YOUR INSTRUCTIONS: Please give back word for word the lines of the material below between the line containing "the control channel." and the line containing "this node id.", inclusive.

RECORDED DATA:

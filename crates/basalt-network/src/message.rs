//! Protocol codes, control messages, and inbound application messages.

use crate::peer::Peer;
use bytes::Bytes;
use std::fmt;
use std::sync::Arc;
use std::time::Instant;

/// Protocol code reserved for the control channel.
pub const CTL_PROTO_CODE: u16 = 1;

/// First code handed to negotiated sub-protocols.
pub const BASE_PROTO_CODE: u16 = 2;

/// Control message: capability handshake. Payload is the serialized hello.
pub const CTL_MSG_HANDSHAKE: u16 = 1;

/// Control message: disconnect. Payload is one reason byte.
pub const CTL_MSG_DISC: u16 = 2;

/// Control message: heartbeat ping. Empty payload.
pub const CTL_MSG_PING: u16 = 3;

/// Control message: heartbeat acknowledgement. Empty payload.
pub const CTL_MSG_PONG: u16 = 4;

/// Reason carried by a control disc frame.
///
/// Codes are stable within a deployment; unknown codes pass through
/// unmodified so endpoints on different revisions stay interoperable.
#[derive(Debug, Clone, Copy, PartialEq, Eq)]
pub enum DisconnectReason {
    /// The application asked for the disconnect.
    Requested,
    /// The server already holds a connection for this node id.
    AlreadyConnected,
    /// The server is shutting down.
    ServerQuit,
    /// A code this revision does not name.
    Other(u8),
}

impl DisconnectReason {
    /// Wire code of the reason.
    pub fn code(&self) -> u8 {
        match self {
            DisconnectReason::Requested => 1,
            DisconnectReason::AlreadyConnected => 10,
            DisconnectReason::ServerQuit => 11,
            DisconnectReason::Other(code) => *code,
        }
    }

    /// Reason for a wire code.
    pub fn from_code(code: u8) -> Self {
        match code {
            1 => DisconnectReason::Requested,
            10 => DisconnectReason::AlreadyConnected,
            11 => DisconnectReason::ServerQuit,
            other => DisconnectReason::Other(other),
        }
    }
}

impl fmt::Display for DisconnectReason {
    fn fmt(&self, f: &mut fmt::Formatter<'_>) -> fmt::Result {
        match self {
            DisconnectReason::Requested => write!(f, "requested (1)"),
            DisconnectReason::AlreadyConnected => write!(f, "already connected (10)"),
            DisconnectReason::ServerQuit => write!(f, "server quit (11)"),
            DisconnectReason::Other(code) => write!(f, "code {code}"),
        }
    }
}

/// An application message demultiplexed to a sub-protocol.
///
/// Delivered in wire order per connection. The peer handle is shared;
/// sub-protocols release it when they see the peer-removed event.
#[derive(Debug, Clone)]
pub struct InboundMessage {
    /// Application-defined message code.
    pub msg_code: u16,
    /// Payload bytes.
    pub payload: Bytes,
    /// Monotonic timestamp taken when the frame was read.
    pub received_at: Instant,
    /// The connection the message arrived on.
    pub peer: Arc<Peer>,
}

FINAL ANSWER:
/// Protocol code reserved for the control channel.
pub const CTL_PROTO_CODE: u16 = 1;

/// First code handed to negotiated sub-protocols.
pub const BASE_PROTO_CODE: u16 = 2;

/// Control message: capability handshake. Payload is the serialized hello.
pub const CTL_MSG_HANDSHAKE: u16 = 1;

/// Control message: disconnect. Payload is one reason byte.
pub const CTL_MSG_DISC: u16 = 2;

/// Control message: heartbeat ping. Empty payload.
pub const CTL_MSG_PING: u16 = 3;

/// Control message: heartbeat acknowledgement. Empty payload.
pub const CTL_MSG_PONG: u16 = 4;

/// Reason carried by a control disc frame.
///
/// Codes are stable within a deployment; unknown codes pass through
/// unmodified so endpoints on different revisions stay interoperable.
#[derive(Debug, Clone, Copy, PartialEq, Eq)]
pub enum DisconnectReason {
    /// The application asked for the disconnect.
    Requested,
    /// The server already holds a connection for this node id.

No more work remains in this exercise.